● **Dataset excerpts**
○ ○ ○
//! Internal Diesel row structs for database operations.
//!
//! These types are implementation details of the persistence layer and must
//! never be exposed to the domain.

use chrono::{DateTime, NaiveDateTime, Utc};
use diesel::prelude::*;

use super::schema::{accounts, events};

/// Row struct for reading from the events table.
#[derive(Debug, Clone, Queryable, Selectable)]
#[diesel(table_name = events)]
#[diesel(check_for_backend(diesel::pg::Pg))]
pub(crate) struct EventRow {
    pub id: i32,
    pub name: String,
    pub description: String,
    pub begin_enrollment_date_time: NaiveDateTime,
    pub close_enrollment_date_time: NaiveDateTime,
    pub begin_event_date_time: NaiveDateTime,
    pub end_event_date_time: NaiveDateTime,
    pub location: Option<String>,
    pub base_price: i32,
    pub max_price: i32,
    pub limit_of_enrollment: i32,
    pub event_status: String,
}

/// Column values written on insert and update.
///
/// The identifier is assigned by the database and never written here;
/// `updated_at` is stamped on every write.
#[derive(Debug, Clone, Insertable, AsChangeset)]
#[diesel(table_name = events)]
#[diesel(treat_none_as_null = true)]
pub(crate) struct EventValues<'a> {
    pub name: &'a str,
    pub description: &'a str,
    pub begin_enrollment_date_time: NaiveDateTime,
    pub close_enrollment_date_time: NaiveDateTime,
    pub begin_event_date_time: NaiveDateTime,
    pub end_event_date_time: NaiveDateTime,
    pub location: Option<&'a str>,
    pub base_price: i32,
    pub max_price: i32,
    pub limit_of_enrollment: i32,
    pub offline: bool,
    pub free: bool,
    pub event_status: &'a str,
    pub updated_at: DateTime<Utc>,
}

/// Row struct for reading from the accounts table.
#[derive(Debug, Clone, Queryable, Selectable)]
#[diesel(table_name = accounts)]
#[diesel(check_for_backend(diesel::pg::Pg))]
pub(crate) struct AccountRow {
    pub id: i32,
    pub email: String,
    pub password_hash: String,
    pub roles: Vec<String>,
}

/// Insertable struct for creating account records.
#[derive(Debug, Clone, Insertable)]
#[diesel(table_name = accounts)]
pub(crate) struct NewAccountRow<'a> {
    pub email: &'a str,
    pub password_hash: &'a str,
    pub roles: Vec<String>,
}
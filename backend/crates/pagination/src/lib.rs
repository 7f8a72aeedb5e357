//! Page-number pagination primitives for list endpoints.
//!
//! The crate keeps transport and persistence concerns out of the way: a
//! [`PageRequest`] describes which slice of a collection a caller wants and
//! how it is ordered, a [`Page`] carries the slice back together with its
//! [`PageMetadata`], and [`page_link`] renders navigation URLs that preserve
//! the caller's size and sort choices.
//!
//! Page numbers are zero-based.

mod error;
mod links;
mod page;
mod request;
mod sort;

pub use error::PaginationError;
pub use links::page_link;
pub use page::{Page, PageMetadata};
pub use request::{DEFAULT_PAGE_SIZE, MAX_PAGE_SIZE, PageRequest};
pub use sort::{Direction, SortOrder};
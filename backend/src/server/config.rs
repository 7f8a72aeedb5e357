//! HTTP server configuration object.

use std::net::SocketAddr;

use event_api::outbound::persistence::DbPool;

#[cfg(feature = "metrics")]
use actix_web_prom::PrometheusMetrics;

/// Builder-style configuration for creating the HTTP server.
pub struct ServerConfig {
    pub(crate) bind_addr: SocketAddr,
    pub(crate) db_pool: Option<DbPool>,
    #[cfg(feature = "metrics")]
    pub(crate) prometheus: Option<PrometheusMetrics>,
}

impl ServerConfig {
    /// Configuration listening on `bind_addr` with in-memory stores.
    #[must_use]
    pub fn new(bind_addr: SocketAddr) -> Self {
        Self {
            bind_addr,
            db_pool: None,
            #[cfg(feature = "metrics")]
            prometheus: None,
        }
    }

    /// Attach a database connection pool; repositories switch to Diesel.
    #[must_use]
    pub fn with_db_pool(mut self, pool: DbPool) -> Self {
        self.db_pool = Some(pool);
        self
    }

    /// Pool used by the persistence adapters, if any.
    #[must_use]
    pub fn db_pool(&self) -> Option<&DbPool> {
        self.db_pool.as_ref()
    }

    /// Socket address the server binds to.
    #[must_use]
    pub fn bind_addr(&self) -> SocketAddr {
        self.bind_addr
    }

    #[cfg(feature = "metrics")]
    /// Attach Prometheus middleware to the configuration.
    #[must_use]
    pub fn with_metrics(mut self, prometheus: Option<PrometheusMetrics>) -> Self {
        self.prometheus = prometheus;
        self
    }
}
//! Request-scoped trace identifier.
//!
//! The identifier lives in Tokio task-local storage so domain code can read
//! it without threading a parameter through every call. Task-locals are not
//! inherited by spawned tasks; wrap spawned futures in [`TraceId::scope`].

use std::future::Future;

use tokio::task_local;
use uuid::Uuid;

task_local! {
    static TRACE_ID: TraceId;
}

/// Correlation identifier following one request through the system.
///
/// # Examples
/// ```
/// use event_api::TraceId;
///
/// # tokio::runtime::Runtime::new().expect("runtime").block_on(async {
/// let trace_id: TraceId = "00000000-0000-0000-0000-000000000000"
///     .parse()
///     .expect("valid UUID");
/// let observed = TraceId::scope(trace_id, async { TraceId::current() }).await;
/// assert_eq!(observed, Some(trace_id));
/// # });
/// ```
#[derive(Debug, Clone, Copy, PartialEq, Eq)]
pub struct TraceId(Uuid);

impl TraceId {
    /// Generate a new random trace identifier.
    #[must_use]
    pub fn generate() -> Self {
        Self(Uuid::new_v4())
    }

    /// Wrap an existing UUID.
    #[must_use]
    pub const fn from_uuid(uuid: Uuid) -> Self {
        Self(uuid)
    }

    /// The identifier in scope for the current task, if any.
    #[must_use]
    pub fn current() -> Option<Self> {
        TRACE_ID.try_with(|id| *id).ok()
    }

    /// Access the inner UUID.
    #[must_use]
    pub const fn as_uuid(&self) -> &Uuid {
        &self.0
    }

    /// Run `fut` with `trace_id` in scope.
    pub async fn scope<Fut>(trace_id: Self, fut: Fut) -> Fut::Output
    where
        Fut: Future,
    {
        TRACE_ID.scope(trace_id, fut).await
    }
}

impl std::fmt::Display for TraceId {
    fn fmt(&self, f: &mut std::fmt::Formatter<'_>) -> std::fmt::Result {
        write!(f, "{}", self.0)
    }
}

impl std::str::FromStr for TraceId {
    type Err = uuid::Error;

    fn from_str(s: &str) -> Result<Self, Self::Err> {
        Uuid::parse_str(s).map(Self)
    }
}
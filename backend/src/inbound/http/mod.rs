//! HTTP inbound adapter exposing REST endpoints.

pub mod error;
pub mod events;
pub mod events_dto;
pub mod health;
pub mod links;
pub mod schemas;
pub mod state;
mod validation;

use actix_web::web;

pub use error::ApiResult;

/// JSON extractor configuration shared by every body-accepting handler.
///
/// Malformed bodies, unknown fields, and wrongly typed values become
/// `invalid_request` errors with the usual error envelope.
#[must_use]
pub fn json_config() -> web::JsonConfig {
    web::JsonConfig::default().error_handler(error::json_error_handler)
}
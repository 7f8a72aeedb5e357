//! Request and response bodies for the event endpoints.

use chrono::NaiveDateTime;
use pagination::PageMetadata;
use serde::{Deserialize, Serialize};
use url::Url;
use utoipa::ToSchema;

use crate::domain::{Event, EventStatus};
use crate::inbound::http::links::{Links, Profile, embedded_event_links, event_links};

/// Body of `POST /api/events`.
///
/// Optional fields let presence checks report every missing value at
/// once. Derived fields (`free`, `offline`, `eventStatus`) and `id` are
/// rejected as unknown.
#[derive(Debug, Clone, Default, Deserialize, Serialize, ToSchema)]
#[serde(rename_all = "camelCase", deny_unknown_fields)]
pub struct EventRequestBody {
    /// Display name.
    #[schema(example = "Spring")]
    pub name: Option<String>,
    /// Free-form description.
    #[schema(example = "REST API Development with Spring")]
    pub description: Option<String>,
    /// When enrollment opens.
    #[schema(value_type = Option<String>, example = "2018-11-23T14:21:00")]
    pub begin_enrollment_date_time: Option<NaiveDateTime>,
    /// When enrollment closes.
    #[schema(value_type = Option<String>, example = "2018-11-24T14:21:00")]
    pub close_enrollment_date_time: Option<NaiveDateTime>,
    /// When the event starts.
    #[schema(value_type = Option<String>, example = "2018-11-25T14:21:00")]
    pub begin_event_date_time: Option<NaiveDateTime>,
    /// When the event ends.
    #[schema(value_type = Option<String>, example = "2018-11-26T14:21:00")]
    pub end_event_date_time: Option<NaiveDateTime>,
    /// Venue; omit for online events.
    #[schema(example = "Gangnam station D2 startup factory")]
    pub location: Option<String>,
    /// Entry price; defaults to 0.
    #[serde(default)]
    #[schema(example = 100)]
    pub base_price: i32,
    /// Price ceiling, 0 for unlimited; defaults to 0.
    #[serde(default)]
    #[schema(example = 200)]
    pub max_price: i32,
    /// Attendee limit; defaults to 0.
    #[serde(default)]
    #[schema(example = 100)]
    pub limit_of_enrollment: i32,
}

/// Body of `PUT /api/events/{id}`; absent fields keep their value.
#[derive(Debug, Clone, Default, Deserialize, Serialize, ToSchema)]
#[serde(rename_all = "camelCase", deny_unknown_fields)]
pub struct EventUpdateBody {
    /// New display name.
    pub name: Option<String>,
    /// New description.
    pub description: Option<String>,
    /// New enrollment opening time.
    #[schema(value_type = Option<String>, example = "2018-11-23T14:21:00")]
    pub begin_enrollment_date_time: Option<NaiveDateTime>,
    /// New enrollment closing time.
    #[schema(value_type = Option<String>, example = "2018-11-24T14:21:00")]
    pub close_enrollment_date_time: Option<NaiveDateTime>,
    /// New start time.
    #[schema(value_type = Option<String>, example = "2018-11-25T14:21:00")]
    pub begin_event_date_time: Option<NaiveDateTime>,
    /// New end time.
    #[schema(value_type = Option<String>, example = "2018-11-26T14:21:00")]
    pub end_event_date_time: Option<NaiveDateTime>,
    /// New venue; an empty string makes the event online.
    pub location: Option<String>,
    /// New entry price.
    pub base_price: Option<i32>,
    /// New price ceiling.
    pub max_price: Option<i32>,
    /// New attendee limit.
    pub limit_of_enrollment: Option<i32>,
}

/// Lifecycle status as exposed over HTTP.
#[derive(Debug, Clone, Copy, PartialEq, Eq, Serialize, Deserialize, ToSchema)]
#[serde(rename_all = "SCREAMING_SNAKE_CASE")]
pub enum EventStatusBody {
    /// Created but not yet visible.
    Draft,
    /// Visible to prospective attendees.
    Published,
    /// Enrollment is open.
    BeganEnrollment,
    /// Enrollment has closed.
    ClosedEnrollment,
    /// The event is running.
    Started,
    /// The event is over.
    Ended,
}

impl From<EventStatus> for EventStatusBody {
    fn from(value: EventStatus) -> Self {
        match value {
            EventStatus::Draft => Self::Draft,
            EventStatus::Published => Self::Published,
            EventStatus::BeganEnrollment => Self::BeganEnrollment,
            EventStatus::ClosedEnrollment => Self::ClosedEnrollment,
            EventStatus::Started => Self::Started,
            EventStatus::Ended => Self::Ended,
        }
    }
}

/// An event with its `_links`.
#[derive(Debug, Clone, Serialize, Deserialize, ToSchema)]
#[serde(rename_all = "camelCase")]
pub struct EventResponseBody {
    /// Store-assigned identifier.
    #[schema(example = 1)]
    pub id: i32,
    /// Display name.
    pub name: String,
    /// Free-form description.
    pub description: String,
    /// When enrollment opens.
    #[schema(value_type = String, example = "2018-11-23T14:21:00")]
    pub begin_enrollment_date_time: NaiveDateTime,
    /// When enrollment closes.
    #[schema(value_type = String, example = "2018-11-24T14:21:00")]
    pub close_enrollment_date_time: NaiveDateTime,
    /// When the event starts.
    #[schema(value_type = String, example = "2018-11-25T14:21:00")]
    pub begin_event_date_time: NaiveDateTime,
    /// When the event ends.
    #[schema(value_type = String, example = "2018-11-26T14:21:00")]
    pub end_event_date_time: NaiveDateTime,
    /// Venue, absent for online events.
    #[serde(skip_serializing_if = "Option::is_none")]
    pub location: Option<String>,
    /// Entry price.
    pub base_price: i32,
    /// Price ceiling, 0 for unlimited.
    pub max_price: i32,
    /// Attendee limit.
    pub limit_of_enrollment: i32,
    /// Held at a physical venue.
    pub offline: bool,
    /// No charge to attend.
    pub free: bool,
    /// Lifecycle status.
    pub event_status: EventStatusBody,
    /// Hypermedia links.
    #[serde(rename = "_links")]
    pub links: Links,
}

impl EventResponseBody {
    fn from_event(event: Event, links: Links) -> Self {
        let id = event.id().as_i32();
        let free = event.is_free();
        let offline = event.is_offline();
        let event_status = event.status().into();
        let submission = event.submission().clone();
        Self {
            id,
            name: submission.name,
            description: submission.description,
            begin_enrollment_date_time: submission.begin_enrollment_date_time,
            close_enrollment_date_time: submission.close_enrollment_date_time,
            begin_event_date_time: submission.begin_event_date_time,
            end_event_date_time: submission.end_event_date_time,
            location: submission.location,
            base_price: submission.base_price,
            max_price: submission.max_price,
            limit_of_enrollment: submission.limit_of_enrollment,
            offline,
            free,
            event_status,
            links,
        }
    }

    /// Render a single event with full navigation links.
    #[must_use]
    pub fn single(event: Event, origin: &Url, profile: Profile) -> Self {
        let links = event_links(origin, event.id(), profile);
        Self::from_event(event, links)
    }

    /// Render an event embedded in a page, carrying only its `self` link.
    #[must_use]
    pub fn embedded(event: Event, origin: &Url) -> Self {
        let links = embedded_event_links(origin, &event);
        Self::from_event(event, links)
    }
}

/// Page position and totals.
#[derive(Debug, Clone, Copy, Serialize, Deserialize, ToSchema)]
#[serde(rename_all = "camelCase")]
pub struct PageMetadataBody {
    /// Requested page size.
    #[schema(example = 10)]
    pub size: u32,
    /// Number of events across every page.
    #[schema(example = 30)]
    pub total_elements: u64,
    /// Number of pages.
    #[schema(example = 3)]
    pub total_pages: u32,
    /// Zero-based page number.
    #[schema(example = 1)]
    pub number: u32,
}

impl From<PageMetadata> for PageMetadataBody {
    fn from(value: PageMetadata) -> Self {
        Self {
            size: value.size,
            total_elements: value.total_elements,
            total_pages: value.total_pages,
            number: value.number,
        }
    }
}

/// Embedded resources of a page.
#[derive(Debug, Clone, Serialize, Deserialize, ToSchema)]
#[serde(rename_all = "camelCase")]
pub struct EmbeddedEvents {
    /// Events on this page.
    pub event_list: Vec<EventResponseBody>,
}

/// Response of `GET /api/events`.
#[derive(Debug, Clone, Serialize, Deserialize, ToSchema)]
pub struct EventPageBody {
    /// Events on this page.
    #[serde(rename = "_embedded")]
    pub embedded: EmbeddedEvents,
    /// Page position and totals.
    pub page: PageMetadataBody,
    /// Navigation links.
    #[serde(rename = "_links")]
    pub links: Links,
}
○ ○ ○
● **Exercise objective**
For the records above, count the lines that contain the word "TraceId" and give only that number.

● **Output of the exercise**
9